What the task asks: Among the entries below, one stretch runs from the line that contains "pub fn categorize_blood_pressure(systolic: i32, diastolic: i32)" through the line that contains "assert_eq!(category, BloodPressureCategory::Normal);". Repeat that stretch exactly, ends included, and only that.

Stored data entries
┏━━

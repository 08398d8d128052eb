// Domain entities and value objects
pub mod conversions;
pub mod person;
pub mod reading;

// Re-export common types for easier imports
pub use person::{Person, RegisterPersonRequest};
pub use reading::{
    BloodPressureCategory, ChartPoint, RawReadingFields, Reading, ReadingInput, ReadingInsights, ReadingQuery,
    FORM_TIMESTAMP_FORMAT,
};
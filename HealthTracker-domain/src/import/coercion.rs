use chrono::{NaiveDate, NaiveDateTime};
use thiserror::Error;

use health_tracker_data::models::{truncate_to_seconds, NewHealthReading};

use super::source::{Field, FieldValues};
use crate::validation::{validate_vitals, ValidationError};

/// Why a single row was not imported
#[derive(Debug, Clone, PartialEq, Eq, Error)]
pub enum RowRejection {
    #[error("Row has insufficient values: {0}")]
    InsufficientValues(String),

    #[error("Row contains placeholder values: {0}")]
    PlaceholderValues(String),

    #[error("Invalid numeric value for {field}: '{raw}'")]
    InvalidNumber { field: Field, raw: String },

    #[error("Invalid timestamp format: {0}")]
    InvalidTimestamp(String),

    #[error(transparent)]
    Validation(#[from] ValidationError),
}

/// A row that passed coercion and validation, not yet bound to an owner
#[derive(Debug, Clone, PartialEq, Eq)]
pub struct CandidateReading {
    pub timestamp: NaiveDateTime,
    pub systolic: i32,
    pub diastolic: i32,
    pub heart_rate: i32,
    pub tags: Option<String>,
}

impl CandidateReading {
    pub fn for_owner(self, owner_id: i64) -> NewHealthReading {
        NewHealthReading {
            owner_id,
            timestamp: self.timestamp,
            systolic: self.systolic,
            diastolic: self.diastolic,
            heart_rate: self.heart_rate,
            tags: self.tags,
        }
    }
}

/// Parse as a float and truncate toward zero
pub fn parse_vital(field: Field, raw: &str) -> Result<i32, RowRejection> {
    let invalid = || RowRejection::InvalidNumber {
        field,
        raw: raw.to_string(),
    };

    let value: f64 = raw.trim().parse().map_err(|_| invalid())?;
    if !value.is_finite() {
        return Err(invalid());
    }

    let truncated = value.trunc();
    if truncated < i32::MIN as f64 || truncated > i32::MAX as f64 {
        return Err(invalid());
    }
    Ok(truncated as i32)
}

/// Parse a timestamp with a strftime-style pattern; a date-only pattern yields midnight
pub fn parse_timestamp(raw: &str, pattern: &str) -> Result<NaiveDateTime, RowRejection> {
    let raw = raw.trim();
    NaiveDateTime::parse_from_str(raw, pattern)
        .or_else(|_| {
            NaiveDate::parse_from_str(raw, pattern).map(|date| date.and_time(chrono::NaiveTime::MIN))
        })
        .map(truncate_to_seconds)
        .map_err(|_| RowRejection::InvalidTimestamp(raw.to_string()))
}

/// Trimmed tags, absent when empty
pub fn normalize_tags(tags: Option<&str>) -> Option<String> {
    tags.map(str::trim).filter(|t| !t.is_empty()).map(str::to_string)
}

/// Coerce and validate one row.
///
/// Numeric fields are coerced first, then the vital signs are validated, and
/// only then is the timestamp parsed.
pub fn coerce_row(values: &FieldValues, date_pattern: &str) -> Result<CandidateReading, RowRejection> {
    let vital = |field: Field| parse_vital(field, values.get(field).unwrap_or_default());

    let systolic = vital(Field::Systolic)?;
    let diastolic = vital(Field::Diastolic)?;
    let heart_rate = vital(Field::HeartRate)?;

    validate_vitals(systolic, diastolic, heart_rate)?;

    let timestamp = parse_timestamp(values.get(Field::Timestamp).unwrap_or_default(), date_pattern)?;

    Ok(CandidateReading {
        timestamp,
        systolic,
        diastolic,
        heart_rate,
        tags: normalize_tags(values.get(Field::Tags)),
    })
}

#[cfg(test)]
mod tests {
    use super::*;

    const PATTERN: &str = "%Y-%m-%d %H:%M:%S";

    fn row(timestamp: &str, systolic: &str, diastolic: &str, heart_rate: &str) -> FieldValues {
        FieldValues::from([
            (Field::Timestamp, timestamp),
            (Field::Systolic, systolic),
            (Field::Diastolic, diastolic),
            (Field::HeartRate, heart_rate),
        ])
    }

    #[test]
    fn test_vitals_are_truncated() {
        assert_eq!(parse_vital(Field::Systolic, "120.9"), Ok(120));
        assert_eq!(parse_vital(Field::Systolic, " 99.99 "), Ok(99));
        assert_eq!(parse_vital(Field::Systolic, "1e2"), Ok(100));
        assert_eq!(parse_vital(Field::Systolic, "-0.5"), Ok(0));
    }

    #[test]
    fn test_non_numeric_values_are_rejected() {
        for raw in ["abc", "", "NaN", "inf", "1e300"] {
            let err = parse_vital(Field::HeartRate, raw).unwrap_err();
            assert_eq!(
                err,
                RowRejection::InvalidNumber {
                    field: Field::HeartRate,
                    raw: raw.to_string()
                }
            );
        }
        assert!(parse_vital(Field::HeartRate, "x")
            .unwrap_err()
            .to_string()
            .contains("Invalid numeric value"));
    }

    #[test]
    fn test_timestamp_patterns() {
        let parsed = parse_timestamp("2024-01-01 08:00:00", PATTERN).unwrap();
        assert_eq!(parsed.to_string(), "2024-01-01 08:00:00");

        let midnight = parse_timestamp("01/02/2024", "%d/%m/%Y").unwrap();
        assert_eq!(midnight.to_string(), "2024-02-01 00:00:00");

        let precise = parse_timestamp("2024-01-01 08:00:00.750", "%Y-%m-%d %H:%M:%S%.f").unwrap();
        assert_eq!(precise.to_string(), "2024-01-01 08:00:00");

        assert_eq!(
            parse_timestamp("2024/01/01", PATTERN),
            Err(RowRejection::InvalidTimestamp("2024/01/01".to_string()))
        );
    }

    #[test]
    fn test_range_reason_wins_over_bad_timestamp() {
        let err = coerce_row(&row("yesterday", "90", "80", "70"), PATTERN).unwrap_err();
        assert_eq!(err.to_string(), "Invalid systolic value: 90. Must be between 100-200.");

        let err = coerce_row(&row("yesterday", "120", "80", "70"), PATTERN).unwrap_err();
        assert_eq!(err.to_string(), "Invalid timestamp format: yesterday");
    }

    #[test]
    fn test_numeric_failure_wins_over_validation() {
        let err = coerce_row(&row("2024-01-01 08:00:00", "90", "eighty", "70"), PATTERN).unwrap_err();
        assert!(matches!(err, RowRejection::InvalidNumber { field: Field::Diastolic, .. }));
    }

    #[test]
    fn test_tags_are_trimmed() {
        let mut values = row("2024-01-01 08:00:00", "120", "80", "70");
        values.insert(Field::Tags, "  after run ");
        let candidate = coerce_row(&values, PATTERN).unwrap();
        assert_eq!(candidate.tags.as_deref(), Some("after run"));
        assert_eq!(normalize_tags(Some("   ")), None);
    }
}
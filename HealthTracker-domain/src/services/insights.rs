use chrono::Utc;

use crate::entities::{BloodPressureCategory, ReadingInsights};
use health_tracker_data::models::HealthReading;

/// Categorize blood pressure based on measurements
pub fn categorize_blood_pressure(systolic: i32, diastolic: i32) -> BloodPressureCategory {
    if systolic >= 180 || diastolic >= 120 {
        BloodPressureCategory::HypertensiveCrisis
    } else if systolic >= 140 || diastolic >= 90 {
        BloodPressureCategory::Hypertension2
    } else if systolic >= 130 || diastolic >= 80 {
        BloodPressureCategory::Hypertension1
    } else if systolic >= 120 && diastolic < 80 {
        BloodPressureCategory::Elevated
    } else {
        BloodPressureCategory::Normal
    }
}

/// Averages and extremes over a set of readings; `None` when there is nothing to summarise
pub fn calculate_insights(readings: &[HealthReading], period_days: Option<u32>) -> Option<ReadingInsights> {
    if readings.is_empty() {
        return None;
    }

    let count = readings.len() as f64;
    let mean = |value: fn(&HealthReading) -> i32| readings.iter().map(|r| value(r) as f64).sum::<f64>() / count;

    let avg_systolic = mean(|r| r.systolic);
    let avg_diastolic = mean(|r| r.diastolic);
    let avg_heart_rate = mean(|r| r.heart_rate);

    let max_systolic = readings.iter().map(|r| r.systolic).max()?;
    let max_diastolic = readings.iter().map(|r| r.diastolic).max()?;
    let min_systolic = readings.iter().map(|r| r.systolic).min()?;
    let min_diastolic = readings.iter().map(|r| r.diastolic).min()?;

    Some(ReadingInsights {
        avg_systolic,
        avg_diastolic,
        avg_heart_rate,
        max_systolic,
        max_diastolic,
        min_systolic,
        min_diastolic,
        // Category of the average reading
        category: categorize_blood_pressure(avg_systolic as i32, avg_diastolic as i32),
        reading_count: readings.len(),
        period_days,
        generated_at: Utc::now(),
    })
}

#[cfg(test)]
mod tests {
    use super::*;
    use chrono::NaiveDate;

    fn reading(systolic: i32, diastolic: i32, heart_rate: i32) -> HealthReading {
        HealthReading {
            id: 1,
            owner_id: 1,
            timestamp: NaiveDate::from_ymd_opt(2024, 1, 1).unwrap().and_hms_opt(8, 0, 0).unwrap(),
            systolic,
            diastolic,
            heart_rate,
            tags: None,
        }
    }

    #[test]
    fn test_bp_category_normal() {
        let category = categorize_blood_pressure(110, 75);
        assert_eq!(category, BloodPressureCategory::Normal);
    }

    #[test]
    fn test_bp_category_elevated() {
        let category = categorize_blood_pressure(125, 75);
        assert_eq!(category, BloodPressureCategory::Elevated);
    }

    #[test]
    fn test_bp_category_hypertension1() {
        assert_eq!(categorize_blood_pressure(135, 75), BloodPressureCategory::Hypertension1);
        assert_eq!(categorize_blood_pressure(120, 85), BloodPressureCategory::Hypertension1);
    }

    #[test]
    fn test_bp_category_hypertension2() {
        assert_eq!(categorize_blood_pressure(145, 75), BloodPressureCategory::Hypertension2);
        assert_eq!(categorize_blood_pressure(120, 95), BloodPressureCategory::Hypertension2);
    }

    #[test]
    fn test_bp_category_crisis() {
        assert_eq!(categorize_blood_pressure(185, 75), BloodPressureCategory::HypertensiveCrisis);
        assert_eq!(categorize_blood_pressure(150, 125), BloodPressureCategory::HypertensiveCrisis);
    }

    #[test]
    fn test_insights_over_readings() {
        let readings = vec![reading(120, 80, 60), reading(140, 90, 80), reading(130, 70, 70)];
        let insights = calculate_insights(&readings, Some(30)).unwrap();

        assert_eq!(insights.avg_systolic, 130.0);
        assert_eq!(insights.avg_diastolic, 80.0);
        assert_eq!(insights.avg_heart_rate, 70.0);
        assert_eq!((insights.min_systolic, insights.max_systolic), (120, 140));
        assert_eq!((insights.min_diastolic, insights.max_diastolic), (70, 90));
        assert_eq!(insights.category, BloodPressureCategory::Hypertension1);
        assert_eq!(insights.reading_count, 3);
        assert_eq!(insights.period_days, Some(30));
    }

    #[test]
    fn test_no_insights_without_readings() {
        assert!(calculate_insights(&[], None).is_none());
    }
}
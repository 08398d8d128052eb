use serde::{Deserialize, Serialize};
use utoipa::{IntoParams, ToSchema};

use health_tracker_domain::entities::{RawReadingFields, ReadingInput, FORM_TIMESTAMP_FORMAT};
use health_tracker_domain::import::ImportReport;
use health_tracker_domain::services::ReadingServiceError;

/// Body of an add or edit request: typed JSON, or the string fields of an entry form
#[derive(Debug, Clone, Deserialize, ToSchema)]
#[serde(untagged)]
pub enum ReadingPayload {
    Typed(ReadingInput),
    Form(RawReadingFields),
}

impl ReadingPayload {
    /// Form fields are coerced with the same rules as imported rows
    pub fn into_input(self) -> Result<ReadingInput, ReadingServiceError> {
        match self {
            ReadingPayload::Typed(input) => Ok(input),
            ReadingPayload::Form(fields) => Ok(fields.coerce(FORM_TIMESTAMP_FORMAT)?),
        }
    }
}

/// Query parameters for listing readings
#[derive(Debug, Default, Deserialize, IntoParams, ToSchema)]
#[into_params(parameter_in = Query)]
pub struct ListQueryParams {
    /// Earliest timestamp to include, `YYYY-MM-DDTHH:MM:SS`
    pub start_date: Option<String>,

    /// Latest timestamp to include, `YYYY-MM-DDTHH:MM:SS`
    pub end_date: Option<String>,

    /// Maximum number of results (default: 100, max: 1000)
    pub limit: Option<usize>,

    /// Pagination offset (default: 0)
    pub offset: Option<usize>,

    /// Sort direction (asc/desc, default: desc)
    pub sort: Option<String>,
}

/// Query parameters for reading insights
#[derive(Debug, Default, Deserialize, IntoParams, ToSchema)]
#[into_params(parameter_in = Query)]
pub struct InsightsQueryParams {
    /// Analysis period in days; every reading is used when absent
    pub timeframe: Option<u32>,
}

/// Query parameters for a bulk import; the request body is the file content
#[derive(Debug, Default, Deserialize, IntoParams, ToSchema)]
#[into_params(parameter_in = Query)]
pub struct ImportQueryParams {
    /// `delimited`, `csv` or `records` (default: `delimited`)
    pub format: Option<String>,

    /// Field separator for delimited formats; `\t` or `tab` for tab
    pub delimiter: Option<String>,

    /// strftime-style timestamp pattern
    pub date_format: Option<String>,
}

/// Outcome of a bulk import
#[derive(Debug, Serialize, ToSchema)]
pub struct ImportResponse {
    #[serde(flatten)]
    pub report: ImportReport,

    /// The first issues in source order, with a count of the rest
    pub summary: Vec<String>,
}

┗━━

Answer to this problem:
pub fn categorize_blood_pressure(systolic: i32, diastolic: i32) -> BloodPressureCategory {
    if systolic >= 180 || diastolic >= 120 {
        BloodPressureCategory::HypertensiveCrisis
    } else if systolic >= 140 || diastolic >= 90 {
        BloodPressureCategory::Hypertension2
    } else if systolic >= 130 || diastolic >= 80 {
        BloodPressureCategory::Hypertension1
    } else if systolic >= 120 && diastolic < 80 {
        BloodPressureCategory::Elevated
    } else {
        BloodPressureCategory::Normal
    }
}

/// Averages and extremes over a set of readings; `None` when there is nothing to summarise
pub fn calculate_insights(readings: &[HealthReading], period_days: Option<u32>) -> Option<ReadingInsights> {
    if readings.is_empty() {
        return None;
    }

    let count = readings.len() as f64;
    let mean = |value: fn(&HealthReading) -> i32| readings.iter().map(|r| value(r) as f64).sum::<f64>() / count;

    let avg_systolic = mean(|r| r.systolic);
    let avg_diastolic = mean(|r| r.diastolic);
    let avg_heart_rate = mean(|r| r.heart_rate);

    let max_systolic = readings.iter().map(|r| r.systolic).max()?;
    let max_diastolic = readings.iter().map(|r| r.diastolic).max()?;
    let min_systolic = readings.iter().map(|r| r.systolic).min()?;
    let min_diastolic = readings.iter().map(|r| r.diastolic).min()?;

    Some(ReadingInsights {
        avg_systolic,
        avg_diastolic,
        avg_heart_rate,
        max_systolic,
        max_diastolic,
        min_systolic,
        min_diastolic,
        // Category of the average reading
        category: categorize_blood_pressure(avg_systolic as i32, avg_diastolic as i32),
        reading_count: readings.len(),
        period_days,
        generated_at: Utc::now(),
    })
}

#[cfg(test)]
mod tests {
    use super::*;
    use chrono::NaiveDate;

    fn reading(systolic: i32, diastolic: i32, heart_rate: i32) -> HealthReading {
        HealthReading {
            id: 1,
            owner_id: 1,
            timestamp: NaiveDate::from_ymd_opt(2024, 1, 1).unwrap().and_hms_opt(8, 0, 0).unwrap(),
            systolic,
            diastolic,
            heart_rate,
            tags: None,
        }
    }

    #[test]
    fn test_bp_category_normal() {
        let category = categorize_blood_pressure(110, 75);
        assert_eq!(category, BloodPressureCategory::Normal);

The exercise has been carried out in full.